At Savills we recently conducted a nationwide survey to investigate the impact that Covid-19 has had on retail and leisure leases, and found that of the retailers surveyed, 82 per cent will be looking to re-gear some existing leases to incorporate a turnover rent provision in the future.

However, of the landlords we spoke to, 74 per cent see current rent negotiations as being short-term solutions rather than a permanent fixture, suggesting that there are still a lot of conversations to be had on what might be the ideal outcome for both parties going forwards.

It’s easy to see why a move to a turnover based lease is by no means a simple solution. For retailers there are clear benefits. It allows greater control over property costs in relation to sales, removes an upward-only rent review provision and preserves an economic operating model.

However, there are significant limitations for landlords. There’s the obvious lack of security when it comes to income, as well as the reliance upon retailers sharing transactional data and trading figures. Furthermore, we are met with a whole host of other factors when it comes to how to account for ecommerce and click and collect sales, lack of transparency when it comes to returns, and issues obtaining accurate turnover projections provided by retailers ahead of new lettings.
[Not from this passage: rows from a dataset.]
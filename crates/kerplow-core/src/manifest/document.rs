//! Reading and writing manifest documents (package.json, package-lock.json)

use super::mutation::{apply_mutation, PendingMutation};
use crate::error::{KerplowError, Result};
use serde_json::Value;
use std::path::{Path, PathBuf};

/// A manifest loaded into memory, edited in place and written back whole
#[derive(Debug, Clone)]
pub struct ManifestDocument {
    path: PathBuf,
    root: Value,
}

impl ManifestDocument {
    /// Read and parse a manifest. Comments and trailing commas are accepted
    /// because these files are edited by hand.
    pub fn load(path: impl Into<PathBuf>) -> Result<Self> {
        let path = path.into();
        let text = std::fs::read_to_string(&path)
            .map_err(|e| KerplowError::io(format!("Failed to read {}", path.display()), e))?;
        let root = parse(&text).map_err(|message| KerplowError::ManifestParse {
            path: path.clone(),
            message,
        })?;
        Ok(Self { path, root })
    }

    pub fn path(&self) -> &Path {
        &self.path
    }

    pub fn value(&self) -> &Value {
        &self.root
    }

    pub fn apply(&mut self, mutation: &PendingMutation) -> Result<()> {
        apply_mutation(&mut self.root, mutation)
    }

    /// Apply mutations in queue order
    pub fn apply_all<'a>(
        &mut self,
        mutations: impl IntoIterator<Item = &'a PendingMutation>,
    ) -> Result<()> {
        for mutation in mutations {
            self.apply(mutation)?;
        }
        Ok(())
    }

    pub fn to_pretty_string(&self) -> String {
        render(&self.root)
    }

    pub fn save(&self) -> Result<()> {
        std::fs::write(&self.path, self.to_pretty_string())
            .map_err(|e| KerplowError::io(format!("Failed to write {}", self.path.display()), e))
    }
}

/// Parse JSON5 text into a JSON value, keeping key order
pub fn parse(text: &str) -> std::result::Result<Value, String> {
    json5::from_str(text).map_err(|e| e.to_string())
}

/// Serialize with 2-space indentation and a trailing newline
pub fn render(value: &Value) -> String {
    let mut out = serde_json::to_string_pretty(value).unwrap_or_else(|_| value.to_string());
    out.push('\n');
    out
}

/// Load a manifest, apply mutations and write it back.
/// Does nothing when there are no mutations.
pub fn edit_file(path: &Path, mutations: &[PendingMutation]) -> Result<()> {
    if mutations.is_empty() {
        return Ok(());
    }
    let mut document = ManifestDocument::load(path)?;
    document.apply_all(mutations)?;
    document.save()
}

#[cfg(test)]
mod tests {
    use super::*;
    use crate::manifest::mutation::ManifestPath;

    const PACKAGE: &str = r#"{
  "name": "demo",
  "version": "1.0.0",
  "description": "",
  "main": "index.js",
  "scripts": {
    "test": "echo \"Error: no test specified\" && exit 1"
  },
  "keywords": [],
  "author": "",
  "license": "ISC",
  "dependencies": {
    "kerplow": "^0.4.0"
  }
}
"#;

    #[test]
    fn test_untouched_round_trip_is_byte_identical() {
        let value = parse(PACKAGE).unwrap();
        assert_eq!(render(&value), PACKAGE);
    }

    #[test]
    fn test_round_trip_normalizes_indentation_only() {
        let text = "{\n\t\"z\": 1,\n\t\"a\": {\"b\": [true, null]}\n}";
        let value = parse(text).unwrap();
        assert_eq!(
            render(&value),
            "{\n  \"z\": 1,\n  \"a\": {\n    \"b\": [\n      true,\n      null\n    ]\n  }\n}\n"
        );
    }

    #[test]
    fn test_accepts_comments_and_trailing_commas() {
        let text = r#"{
  // project name
  "name": "demo",
  "scripts": {
    "test": "jest", /* runner */
  },
}"#;
        let value = parse(text).unwrap();
        assert_eq!(value["name"], "demo");
        assert_eq!(value["scripts"]["test"], "jest");
        assert!(!render(&value).contains("//"));
    }

    #[test]
    fn test_rejects_garbage() {
        assert!(parse("{ name: ").is_err());
    }

    #[test]
    fn test_edit_file_applies_in_order() {
        let dir = tempfile::tempdir().unwrap();
        let path = dir.path().join("package.json");
        std::fs::write(&path, PACKAGE).unwrap();

        edit_file(
            &path,
            &[
                PendingMutation::script("start", "node index.js"),
                PendingMutation::delete(ManifestPath::new(["dependencies", "kerplow"])),
                PendingMutation::script("start", "nodemon server.js"),
            ],
        )
        .unwrap();

        let doc = ManifestDocument::load(&path).unwrap();
        assert_eq!(doc.value()["scripts"]["start"], "nodemon server.js");
        assert_eq!(doc.value()["dependencies"], serde_json::json!({}));
        assert_eq!(doc.value()["license"], "ISC");
    }

    #[test]
    fn test_load_reports_parse_errors_with_path() {
        let dir = tempfile::tempdir().unwrap();
        let path = dir.path().join("package.json");
        std::fs::write(&path, "{ oops").unwrap();

        let err = ManifestDocument::load(&path).unwrap_err();
        assert!(matches!(err, KerplowError::ManifestParse { .. }));
        assert!(err.to_string().contains("package.json"));
    }
}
It is also widely thought that turnover leases need to include a proportion of online sales generated from a store’s catchment, although a huge question remains as to how that is defined.

Therefore, in spite of the growing interest in turnover rents, it’s perhaps unsurprising that landlords only expect them to account for 7 per cent of lease negotiations by the end of the year (according to our survey), with rent free windows and rent reductions more likely.

What this shows is that, ultimately, there is still a lot of work to be done in finding lease structures that work for both retailers and landlords.

However, what our survey did find was that both parties acknowledge the need to work together in a partnership and that neither retailer nor landlord should bear the brunt of the financial burden caused by Covid-19.

Never before has an event had such an impact on both landlords and tenants, and the age old reluctance to compromise and have transparent conversations must end if any solution is to be reached.